PROBLEM TO SOLVE: Exactly reproduce the line containing "(light or dark)." together with every line after it, through the end of the entries, and give nothing more.

Extracted data entries:
----------------

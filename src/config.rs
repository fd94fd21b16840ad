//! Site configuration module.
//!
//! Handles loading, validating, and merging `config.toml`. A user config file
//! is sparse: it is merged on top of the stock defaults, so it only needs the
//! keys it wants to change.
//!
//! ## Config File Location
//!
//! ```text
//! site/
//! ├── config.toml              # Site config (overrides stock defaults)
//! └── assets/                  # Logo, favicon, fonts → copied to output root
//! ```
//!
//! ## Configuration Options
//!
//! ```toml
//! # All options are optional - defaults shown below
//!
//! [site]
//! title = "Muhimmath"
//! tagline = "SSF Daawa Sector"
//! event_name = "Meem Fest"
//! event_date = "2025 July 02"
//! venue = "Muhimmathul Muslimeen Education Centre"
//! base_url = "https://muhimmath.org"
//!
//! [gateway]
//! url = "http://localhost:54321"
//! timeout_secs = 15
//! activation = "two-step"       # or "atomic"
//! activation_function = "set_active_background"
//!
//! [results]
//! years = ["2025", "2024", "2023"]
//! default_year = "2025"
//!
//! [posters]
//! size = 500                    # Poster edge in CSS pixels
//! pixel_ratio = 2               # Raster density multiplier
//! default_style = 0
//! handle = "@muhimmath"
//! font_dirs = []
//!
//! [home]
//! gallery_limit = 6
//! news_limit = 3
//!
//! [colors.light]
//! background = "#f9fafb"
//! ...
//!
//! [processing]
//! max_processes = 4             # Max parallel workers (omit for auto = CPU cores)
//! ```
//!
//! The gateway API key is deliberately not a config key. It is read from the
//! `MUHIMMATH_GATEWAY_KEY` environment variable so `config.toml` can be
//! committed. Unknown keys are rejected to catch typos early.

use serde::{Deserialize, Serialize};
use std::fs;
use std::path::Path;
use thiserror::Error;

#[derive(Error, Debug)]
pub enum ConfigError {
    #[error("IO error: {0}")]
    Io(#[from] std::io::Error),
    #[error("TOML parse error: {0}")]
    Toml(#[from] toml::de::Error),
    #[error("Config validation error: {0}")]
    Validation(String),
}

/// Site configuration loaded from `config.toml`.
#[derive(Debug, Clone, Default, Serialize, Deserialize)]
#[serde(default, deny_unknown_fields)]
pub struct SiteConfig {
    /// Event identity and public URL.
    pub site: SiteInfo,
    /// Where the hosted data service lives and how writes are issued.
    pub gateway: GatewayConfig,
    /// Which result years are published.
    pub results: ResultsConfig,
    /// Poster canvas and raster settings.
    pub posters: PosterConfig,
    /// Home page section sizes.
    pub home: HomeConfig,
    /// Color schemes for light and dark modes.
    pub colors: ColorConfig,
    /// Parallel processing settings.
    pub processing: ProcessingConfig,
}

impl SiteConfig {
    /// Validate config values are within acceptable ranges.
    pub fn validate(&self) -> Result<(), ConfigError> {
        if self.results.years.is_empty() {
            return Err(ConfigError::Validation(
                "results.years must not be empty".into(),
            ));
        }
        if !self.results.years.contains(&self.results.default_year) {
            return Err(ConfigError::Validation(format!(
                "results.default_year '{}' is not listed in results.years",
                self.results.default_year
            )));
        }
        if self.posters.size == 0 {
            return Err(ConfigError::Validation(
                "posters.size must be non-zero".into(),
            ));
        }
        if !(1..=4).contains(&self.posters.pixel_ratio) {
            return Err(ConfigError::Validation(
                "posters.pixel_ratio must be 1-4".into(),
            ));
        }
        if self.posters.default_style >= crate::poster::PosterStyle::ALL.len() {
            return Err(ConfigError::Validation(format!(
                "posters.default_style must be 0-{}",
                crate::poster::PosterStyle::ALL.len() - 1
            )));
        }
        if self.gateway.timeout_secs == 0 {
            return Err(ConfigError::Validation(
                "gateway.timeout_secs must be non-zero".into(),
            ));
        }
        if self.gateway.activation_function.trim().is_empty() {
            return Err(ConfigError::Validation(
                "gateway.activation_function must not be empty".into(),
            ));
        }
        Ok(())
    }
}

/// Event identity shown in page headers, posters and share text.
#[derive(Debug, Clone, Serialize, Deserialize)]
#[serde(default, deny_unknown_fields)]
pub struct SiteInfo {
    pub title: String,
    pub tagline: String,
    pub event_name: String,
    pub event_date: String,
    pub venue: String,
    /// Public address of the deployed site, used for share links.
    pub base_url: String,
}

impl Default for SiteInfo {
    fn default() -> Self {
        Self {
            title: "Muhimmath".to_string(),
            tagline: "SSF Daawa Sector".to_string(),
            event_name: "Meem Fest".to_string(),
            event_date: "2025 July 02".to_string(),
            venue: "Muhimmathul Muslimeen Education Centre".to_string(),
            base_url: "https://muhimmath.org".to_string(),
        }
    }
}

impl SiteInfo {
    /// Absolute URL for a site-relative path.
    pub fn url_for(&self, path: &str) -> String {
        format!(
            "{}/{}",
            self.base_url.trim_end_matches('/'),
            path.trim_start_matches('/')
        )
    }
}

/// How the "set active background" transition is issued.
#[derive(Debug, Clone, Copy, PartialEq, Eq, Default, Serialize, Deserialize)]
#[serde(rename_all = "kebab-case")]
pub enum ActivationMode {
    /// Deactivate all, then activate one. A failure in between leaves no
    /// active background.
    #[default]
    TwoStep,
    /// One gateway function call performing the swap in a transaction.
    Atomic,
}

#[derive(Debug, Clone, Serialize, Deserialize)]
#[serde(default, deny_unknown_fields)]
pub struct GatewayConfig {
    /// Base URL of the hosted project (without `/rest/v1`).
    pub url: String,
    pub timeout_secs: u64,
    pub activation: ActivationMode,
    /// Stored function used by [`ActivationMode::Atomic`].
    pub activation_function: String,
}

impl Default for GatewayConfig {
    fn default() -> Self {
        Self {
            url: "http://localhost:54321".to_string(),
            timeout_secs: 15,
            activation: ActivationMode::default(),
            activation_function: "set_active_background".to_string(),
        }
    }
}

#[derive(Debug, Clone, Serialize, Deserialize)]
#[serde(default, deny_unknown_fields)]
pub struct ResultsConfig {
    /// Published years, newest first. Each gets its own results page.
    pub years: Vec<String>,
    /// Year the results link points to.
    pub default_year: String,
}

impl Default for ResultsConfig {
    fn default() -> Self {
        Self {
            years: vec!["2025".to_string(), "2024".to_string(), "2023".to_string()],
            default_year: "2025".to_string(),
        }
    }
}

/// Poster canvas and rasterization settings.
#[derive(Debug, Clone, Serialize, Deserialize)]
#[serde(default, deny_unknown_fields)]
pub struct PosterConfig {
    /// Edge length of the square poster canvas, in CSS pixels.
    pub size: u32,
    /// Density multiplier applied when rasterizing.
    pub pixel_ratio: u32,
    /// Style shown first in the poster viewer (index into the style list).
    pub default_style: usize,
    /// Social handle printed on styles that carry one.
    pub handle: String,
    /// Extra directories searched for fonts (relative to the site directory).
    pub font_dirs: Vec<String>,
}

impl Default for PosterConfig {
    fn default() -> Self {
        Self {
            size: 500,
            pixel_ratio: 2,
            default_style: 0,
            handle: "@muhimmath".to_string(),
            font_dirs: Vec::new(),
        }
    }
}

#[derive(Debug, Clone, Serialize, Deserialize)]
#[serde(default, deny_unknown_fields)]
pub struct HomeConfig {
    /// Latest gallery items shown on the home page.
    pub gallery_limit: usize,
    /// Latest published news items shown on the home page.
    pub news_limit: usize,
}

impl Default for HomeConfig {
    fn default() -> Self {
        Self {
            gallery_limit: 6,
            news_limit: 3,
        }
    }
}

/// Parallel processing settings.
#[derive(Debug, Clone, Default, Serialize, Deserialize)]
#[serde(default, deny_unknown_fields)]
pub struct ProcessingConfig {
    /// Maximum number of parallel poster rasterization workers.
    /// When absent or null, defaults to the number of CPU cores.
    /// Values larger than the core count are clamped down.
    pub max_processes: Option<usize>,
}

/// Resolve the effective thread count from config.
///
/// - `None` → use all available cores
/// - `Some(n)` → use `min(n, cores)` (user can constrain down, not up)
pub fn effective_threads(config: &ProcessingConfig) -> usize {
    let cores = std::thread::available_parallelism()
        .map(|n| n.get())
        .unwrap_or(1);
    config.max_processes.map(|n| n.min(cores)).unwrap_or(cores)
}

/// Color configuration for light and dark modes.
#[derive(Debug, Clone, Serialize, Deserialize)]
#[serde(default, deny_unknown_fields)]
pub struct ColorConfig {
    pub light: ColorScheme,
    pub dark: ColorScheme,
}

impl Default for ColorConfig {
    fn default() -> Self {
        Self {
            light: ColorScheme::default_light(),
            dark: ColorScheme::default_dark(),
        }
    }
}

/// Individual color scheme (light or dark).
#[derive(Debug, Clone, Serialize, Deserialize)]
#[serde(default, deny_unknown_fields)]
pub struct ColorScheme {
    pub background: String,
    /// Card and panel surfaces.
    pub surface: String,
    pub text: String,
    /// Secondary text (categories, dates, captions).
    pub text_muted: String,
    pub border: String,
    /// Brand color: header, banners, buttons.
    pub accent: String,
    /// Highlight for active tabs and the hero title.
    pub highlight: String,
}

----------------

EXERCISE OUTPUT:
/// Individual color scheme (light or dark).
#[derive(Debug, Clone, Serialize, Deserialize)]
#[serde(default, deny_unknown_fields)]
pub struct ColorScheme {
    pub background: String,
    /// Card and panel surfaces.
    pub surface: String,
    pub text: String,
    /// Secondary text (categories, dates, captions).
    pub text_muted: String,
    pub border: String,
    /// Brand color: header, banners, buttons.
    pub accent: String,
    /// Highlight for active tabs and the hero title.
    pub highlight: String,
}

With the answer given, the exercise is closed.